Since all people hold different religious beliefs, government-sponsored religious education is a source of conflict. Countries vary widely in whether religious education is allowed in public schools. Those that allow it also vary in the type of education provided.
People who oppose religious education in public schools believe that if religion is taught in school, some children will be excluded because they do not belong to a mainstream religion or any religion at all. They suggest that teaching religion in schools seems to value one religion over another and may make people of other religions feel uncomfortable or pressured to believe what the school teaches. Proponents of school religious education argue that religious beliefs have historically socialized people's behavior and morality. They feel that teaching religion in school is necessary to encourage children to be responsible, spiritually sound adults.
In the United States, religious education is usually a supplementary "Sunday school" taught to children while their parents attend church. Jews, Muslims, Christian and people of other religions may send their children to special classes at a place of worship after public school. Some families believe supplementary religious education is inadequate, and send their children to private religious schools. Most faiths have college and graduate-level religious schools, but they are private. Many religious schools provide excellent, inexpensive education, sometimes superior to government schools. Religious education is forbidden in public schools, unless all religions are treated as equally valid. There is a strong tradition of public tolerance of individual religious choices, as the US Constitution establishes in the First Amendment of its Bill of Rights. Schools may teach about religions in an academic way, but endorsing one religion is illegal. Nevertheless, students are expected to say the Pledge of Allegiance, which describes the U.S. as "one nation under God." The reference to God was added in 1954 after the Knights of Columbus campaigned for its inclusion. The 'Newdon v. California' decision in 2002 was successful in challenging this phrase.
Most European countries and some of their former colonies maintain a state-supported religion, usually either Lutheran or Roman Catholic. It is taught in a special class of the government schools. This policy aims to build and maintain a national identity. In many countries families can get permission to withdraw children from these classes. Many families with other religions use religious schools. The state supports one (usually) central seminary which trains pastoral staff for the state church. Other religions may support private seminaries, but these are small and poorly funded. Religions other than the state religion, even if ancient and respectable, are often deprecated in the national cultures (e.g. they are called "cults" in the news media).
In France, the state recognizes no religion and does not fund religious education. However, the state subsidizes private teaching establishments, including religious ones, under strict conditions of not forcing religion courses on students and not discriminating against students according to religion. An exception is the area of Alsace-Moselle where, for historical reasons, the state supports public education in some religions.

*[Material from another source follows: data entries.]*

/// Background crop of one source tile, in percent of the free image travel.
#[derive(Clone, Copy, Debug, PartialEq)]
pub struct TileCrop {
    pub x: f64,
    pub y: f64,
}

impl TileCrop {
    /// CSS `background-position` value, e.g. `"33.333333333333336% 0%"`.
    pub fn to_css(self) -> String {
        format!("{}% {}%", self.x, self.y)
    }
}

/// Crop offset for source tile `value` on a `side` x `side` grid.
///
/// Column and row are taken row-major from the uncut image and mapped onto
/// `0..=100` so the first tile sits at `0% 0%` and the last at `100% 100%`.
/// Only reachable through [`crate::Arrangement::crop`], whose side is
/// always in `2..=MAX_SIDE`.
pub(crate) fn tile_crop(value: usize, side: usize) -> TileCrop {
    debug_assert!(side >= 2, "tile_crop needs side >= 2, got {side}");
    let step = 100.0 / (side - 1) as f64;
    let col = value % side;
    let row = value / side;
    TileCrop {
        x: col as f64 * step,
        y: row as f64 * step,
    }
}
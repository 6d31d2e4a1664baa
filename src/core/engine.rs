use std::iter::FusedIterator;

use super::error::ValidationError;
use super::types::{MonthlyRecord, ProjectionResult, SimulationParameters};

/// Longest horizon whose month count still fits the `u32` month index.
pub const MAX_PROJECTION_YEARS: u32 = (u32::MAX - 1) / 12;

/// Rejects parameter sets the monthly recurrence is not defined on.
pub fn validate(params: &SimulationParameters) -> Result<(), ValidationError> {
    if params.horizon_years < 1 {
        return Err(ValidationError::new("horizon_years", "must be >= 1"));
    }
    if params.horizon_years > MAX_PROJECTION_YEARS {
        return Err(ValidationError::new(
            "horizon_years",
            format!("must be <= {MAX_PROJECTION_YEARS}"),
        ));
    }

    for (field, amount) in [
        ("initial_investment", params.initial_investment),
        ("monthly_investment", params.monthly_investment),
    ] {
        if !amount.is_finite() || amount < 0.0 {
            return Err(ValidationError::new(field, "must be a finite amount >= 0"));
        }
    }

    // Contribution growth only scales an integer power, so any finite rate works.
    if !params.annual_contribution_growth_rate.is_finite() {
        return Err(ValidationError::new(
            "annual_contribution_growth_rate",
            "must be finite",
        ));
    }

    for (field, rate) in [
        ("annual_return_rate", params.annual_return_rate),
        ("annual_inflation_rate", params.annual_inflation_rate),
    ] {
        if !rate.is_finite() {
            return Err(ValidationError::new(field, "must be finite"));
        }
        if rate <= -1.0 {
            return Err(ValidationError::new(field, "must be > -1 (-100%)"));
        }
    }

    Ok(())
}

/// Monthly rate that compounds to `annual_rate` over twelve months.
pub fn monthly_rate(annual_rate: f64) -> f64 {
    (1.0 + annual_rate).powf(1.0 / 12.0) - 1.0
}

/// Lazy month-by-month projection, month 0 through `horizon_years * 12`.
///
/// A clone continues from the same month as the original; call [`months`]
/// again to start over.
#[derive(Debug, Clone)]
pub struct MonthlyProjection {
    monthly_rate: f64,
    inflation_factor: f64,
    monthly_investment: f64,
    contribution_growth_factor: f64,
    total_months: u32,
    next_month: u32,
    nominal_value: f64,
    cumulative_contributions: f64,
}

pub fn months(params: &SimulationParameters) -> Result<MonthlyProjection, ValidationError> {
    validate(params)?;
    Ok(MonthlyProjection {
        monthly_rate: monthly_rate(params.annual_return_rate),
        inflation_factor: 1.0 + params.annual_inflation_rate,
        monthly_investment: params.monthly_investment,
        contribution_growth_factor: 1.0 + params.annual_contribution_growth_rate,
        total_months: params.total_months(),
        next_month: 0,
        nominal_value: params.initial_investment,
        cumulative_contributions: params.initial_investment,
    })
}

impl MonthlyProjection {
    fn contribution_for_month(&self, month: u32) -> f64 {
        let year = (month - 1) / 12;
        self.monthly_investment * self.contribution_growth_factor.powf(f64::from(year))
    }

    fn remaining(&self) -> usize {
        if self.next_month > self.total_months {
            0
        } else {
            (self.total_months - self.next_month) as usize + 1
        }
    }
}

impl Iterator for MonthlyProjection {
    type Item = MonthlyRecord;

    fn next(&mut self) -> Option<MonthlyRecord> {
        if self.next_month > self.total_months {
            return None;
        }
        let month = self.next_month;
        self.next_month += 1;

        if month == 0 {
            return Some(MonthlyRecord {
                month_index: 0,
                nominal_value: self.nominal_value,
                real_value: self.nominal_value,
                cumulative_contributions: self.cumulative_contributions,
                monthly_contribution_amount: self.monthly_investment,
            });
        }

        let contribution = self.contribution_for_month(month);
        self.nominal_value = self.nominal_value * (1.0 + self.monthly_rate) + contribution;
        self.cumulative_contributions += contribution;
        // Fractional-year exponent: deflation is applied every month.
        let deflator = self.inflation_factor.powf(f64::from(month) / 12.0);

        Some(MonthlyRecord {
            month_index: month,
            nominal_value: self.nominal_value,
            real_value: self.nominal_value / deflator,
            cumulative_contributions: self.cumulative_contributions,
            monthly_contribution_amount: contribution,
        })
    }

    fn size_hint(&self) -> (usize, Option<usize>) {
        let remaining = self.remaining();
        (remaining, Some(remaining))
    }
}

impl ExactSizeIterator for MonthlyProjection {}

impl FusedIterator for MonthlyProjection {}

pub fn project(params: &SimulationParameters) -> Result<ProjectionResult, ValidationError> {
    let records = months(params)?.collect::<Vec<_>>();
    log::debug!(
        "projected {} months over {} years",
        records.len(),
        params.horizon_years
    );
    Ok(summarize(params, records))
}

fn summarize(params: &SimulationParameters, records: Vec<MonthlyRecord>) -> ProjectionResult {
    // validate() guarantees horizon_years >= 1, so month 0 always exists.
    let last = records.last().copied().unwrap_or(MonthlyRecord {
        month_index: 0,
        nominal_value: params.initial_investment,
        real_value: params.initial_investment,
        cumulative_contributions: params.initial_investment,
        monthly_contribution_amount: params.monthly_investment,
    });
    let horizon_deflator =
        (1.0 + params.annual_inflation_rate).powf(f64::from(params.horizon_years));

    ProjectionResult {
        horizon_years: params.horizon_years,
        records,
        final_nominal_value: last.nominal_value,
        final_real_value: last.real_value,
        total_contributed: last.cumulative_contributions,
        total_growth: last.nominal_value - last.cumulative_contributions,
        real_growth: last.real_value - last.cumulative_contributions / horizon_deflator,
    }
}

In traditional Islamic education, children are taught to read and sometimes speak Arabic and memorize the major suras of the Koran. Many countries have state-run schools for this purpose. Traditionally, a settlement may pay a mullah to teach children. In many Islamic cultures, education for women is thought unnecessary, although in all Islamic cultures, families often work hard to afford schools for their daughters. There is a historic tradition of clever Sufi mullahs who wander and teach amusingly, and an ancient tradition of religious universities. Religious scholars often serve as judges, especially for criminal and family law (more rarely for commercial law). Non-Islamic religions are tolerated as personal beliefs, but not as public teaching. Most Islamic countries have laws against teaching other religions, and especially against attempts to convert Islamic believers.
Similarly, children receiving a traditional Jewish education are often taught some Hebrew, and students at Greek Orthodox schools typically learn some Greek. These traditions generally hope that by passing on the traditional language, the students will also retain a better memory of their culture's history and a stronger sense of cultural identity.
In the People's Republic of China, religious education is banned except in licensed schools of theology, which are usually college-level and above. These colleges are state-supported and usually very small, with limited enrollments and budgets. Religious education usually occurs in scheduled sessions in private homes. Religious teachers usually move on a weekly or monthly circuit, staying as guests in private houses in exchange for teaching.
In Thailand, Burma and other majority Buddhist societies, Buddhist beliefs are taught in school, often by monks. Young men are expected to become monks for several years.
In Japan, Buddhism, Confucianism, and Shinto coexist. Religious instruction normally occurs in temples as a part-time voluntary activity, reinforced by public ceremonies and parades.